## WORK REQUIRED
Wherever "succeeded" turns up in the entries, copy out the line that holds it.

## DATA

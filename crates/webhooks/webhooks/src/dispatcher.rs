//! Webhook dispatcher - the fire-and-forget entry point.
//!
//! `fire_webhooks` is the sole public delivery operation. It never
//! returns an error: webhook delivery is best-effort infrastructure and
//! must not be able to fail the business transaction that triggered the
//! event. Every internal failure is either encoded into the persisted
//! [`DeliveryAttempt`] or logged and discarded.

use std::sync::Arc;
use std::time::Duration;

use serde_json::Value;
use tracing::{debug, warn};

use crate::clock::Clock;
use crate::delivery::{
    classify_status, DeliveryAttempt, DeliveryOutcome, HttpTransport, WebhookPayload,
};
use crate::retry::{ExponentialBackoff, RetryStrategy, Scheduler};
use crate::signature::sign_payload;
use crate::store::WebhookStore;
use crate::subscription::WebhookSubscription;
use crate::validation::{validate_destination, Resolver, ValidationResult};

/// Dispatcher configuration.
#[derive(Debug, Clone)]
pub struct DispatcherConfig {
    /// Maximum delivery attempts per subscription.
    pub max_attempts: u32,
    /// Base backoff delay, doubled per attempt.
    pub base_delay: Duration,
    /// Backoff delay cap.
    pub max_delay: Duration,
}

impl Default for DispatcherConfig {
    fn default() -> Self {
        Self {
            max_attempts: 3,
            base_delay: Duration::from_secs(1),
            max_delay: Duration::from_secs(60),
        }
    }
}

impl DispatcherConfig {
    /// Creates the default configuration.
    pub fn new() -> Self {
        Self::default()
    }

    /// Sets the maximum attempts.
    pub fn max_attempts(mut self, max: u32) -> Self {
        self.max_attempts = max;
        self
    }

    /// Sets the base backoff delay.
    pub fn base_delay(mut self, delay: Duration) -> Self {
        self.base_delay = delay;
        self
    }

    /// Sets the backoff delay cap.
    pub fn max_delay(mut self, delay: Duration) -> Self {
        self.max_delay = delay;
        self
    }
}

/// Outbound webhook dispatcher.
///
/// Fans out one independent delivery pipeline per matching subscription:
/// validate the destination, run the bounded retry loop, record exactly
/// one audit row. Pipelines share no mutable state.
pub struct WebhookDispatcher {
    config: DispatcherConfig,
    strategy: ExponentialBackoff,
    store: Arc<dyn WebhookStore>,
    resolver: Arc<dyn Resolver>,
    transport: Arc<dyn HttpTransport>,
    scheduler: Arc<dyn Scheduler>,
    clock: Arc<dyn Clock>,
}

impl WebhookDispatcher {
    /// Creates a dispatcher with production collaborators: system DNS,
    /// reqwest transport, tokio timer, system clock.
    #[cfg(feature = "http-client")]
    pub fn new(store: Arc<dyn WebhookStore>) -> Self {
        Self::with_collaborators(
            DispatcherConfig::default(),
            store,
            Arc::new(crate::validation::TokioResolver),
            Arc::new(crate::delivery::ReqwestTransport::new()),
            Arc::new(crate::retry::TokioScheduler),
            Arc::new(crate::clock::SystemClock),
        )
    }

    /// Creates a dispatcher with explicit collaborators. Tests inject
    /// deterministic doubles here.
    pub fn with_collaborators(
        config: DispatcherConfig,
        store: Arc<dyn WebhookStore>,
        resolver: Arc<dyn Resolver>,
        transport: Arc<dyn HttpTransport>,
        scheduler: Arc<dyn Scheduler>,
        clock: Arc<dyn Clock>,
    ) -> Self {
        let strategy = ExponentialBackoff::new()
            .base(config.base_delay)
            .max_delay(config.max_delay)
            .max_attempts(config.max_attempts);

        Self {
            config,
            strategy,
            store,
            resolver,
            transport,
            scheduler,
            clock,
        }
    }

    /// Gets the configuration.
    pub fn config(&self) -> &DispatcherConfig {
        &self.config
    }

    /// Fires all enabled webhooks for a tenant event.
    ///
    /// Never returns an error and never panics. A failed subscription
    /// load, a blocked destination, an unreachable endpoint, or a failed
    /// audit write each degrade to a log line and, where a pipeline ran,
    /// a `DeliveryAttempt` row.
    pub async fn fire_webhooks(&self, org_id: &str, event_type: &str, data: Value) {
        let subscriptions = match self
            .store
            .list_enabled_subscriptions(org_id, event_type)
            .await
        {
            Ok(subscriptions) => subscriptions,
            Err(e) => {
                warn!(org_id, event_type, error = %e, "failed to load webhook subscriptions");
                return;
            }
        };

        if subscriptions.is_empty() {
            debug!(org_id, event_type, "no enabled webhook subscriptions");
            return;
        }

        for subscription in &subscriptions {
            if !subscription.should_receive(event_type) {
                continue;
            }

            // Timestamps may differ per subscription; each pipeline is
            // independent.
            let payload = WebhookPayload {
                event: event_type.to_string(),
                timestamp: self.clock.now().to_rfc3339(),
                org_id: org_id.to_string(),
                data: data.clone(),
            };

            let attempt = self.deliver(subscription, payload).await;

            if let Err(e) = self.store.record_delivery_attempt(&attempt).await {
                warn!(
                    webhook_id = %subscription.id,
                    error = %e,
                    "failed to record webhook delivery attempt"
                );
            }
        }
    }

    /// Runs one subscription's delivery pipeline to a terminal state and
    /// produces its audit row.
    async fn deliver(
        &self,
        subscription: &WebhookSubscription,
        payload: WebhookPayload,
    ) -> DeliveryAttempt {
        match validate_destination(&subscription.destination_url, self.resolver.as_ref()).await {
            ValidationResult::Blocked { reason } => {
                warn!(
                    webhook_id = %subscription.id,
                    url = %subscription.destination_url,
                    %reason,
                    "webhook destination blocked"
                );
                return DeliveryAttempt::failed(&subscription.id, payload, None, self.clock.now());
            }
            ValidationResult::Allowed { .. } => {}
        }

        let body = match serde_json::to_vec(&payload) {
            Ok(body) => body,
            Err(e) => {
                warn!(webhook_id = %subscription.id, error = %e, "failed to serialize webhook payload");
                return DeliveryAttempt::failed(&subscription.id, payload, None, self.clock.now());
            }
        };
        let signature = sign_payload(&body, &subscription.secret);

        let mut last_status: Option<u16> = None;
        let mut succeeded = false;
        let mut attempts_made = 0;

        for attempt_no in 1..=self.config.max_attempts {
            attempts_made = attempt_no;
            let outcome = match self
                .transport
                .post_json(&subscription.destination_url, &body, &signature)
                .await
            {
                Ok(status) => classify_status(status),
                Err(e) => {
                    debug!(
                        webhook_id = %subscription.id,
                        attempt = attempt_no,
                        error = %e,
                        "webhook delivery attempt failed at network level"
                    );
                    DeliveryOutcome::Retryable { status: None }
                }
            };

            match outcome {
                DeliveryOutcome::Success { status } => {
                    debug!(webhook_id = %subscription.id, attempt = attempt_no, status, "webhook delivered");
                    last_status = Some(status);
                    succeeded = true;
                    break;
                }
                DeliveryOutcome::Terminal { status } => {
                    warn!(
                        webhook_id = %subscription.id,
                        attempt = attempt_no,
                        status,
                        "webhook destination rejected delivery"
                    );
                    last_status = Some(status);
                    break;
                }
                DeliveryOutcome::Retryable { status } => {
                    last_status = status;
                    if let Some(delay) = self.strategy.next_delay(attempt_no) {
                        self.scheduler.sleep(delay).await;
                    }
                }
            }
        }

        if succeeded {
            DeliveryAttempt::succeeded(
                &subscription.id,
                payload,
                last_status.unwrap_or_default(),
                self.clock.now(),
            )
        } else {
            warn!(
                webhook_id = %subscription.id,
                status = ?last_status,
                "webhook delivery failed after {attempts_made} attempt(s)"
            );
            DeliveryAttempt::failed(&subscription.id, payload, last_status, self.clock.now())
        }
    }
}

## TASK OUTPUT
        let mut succeeded = false;
                    succeeded = true;
        if succeeded {
            DeliveryAttempt::succeeded(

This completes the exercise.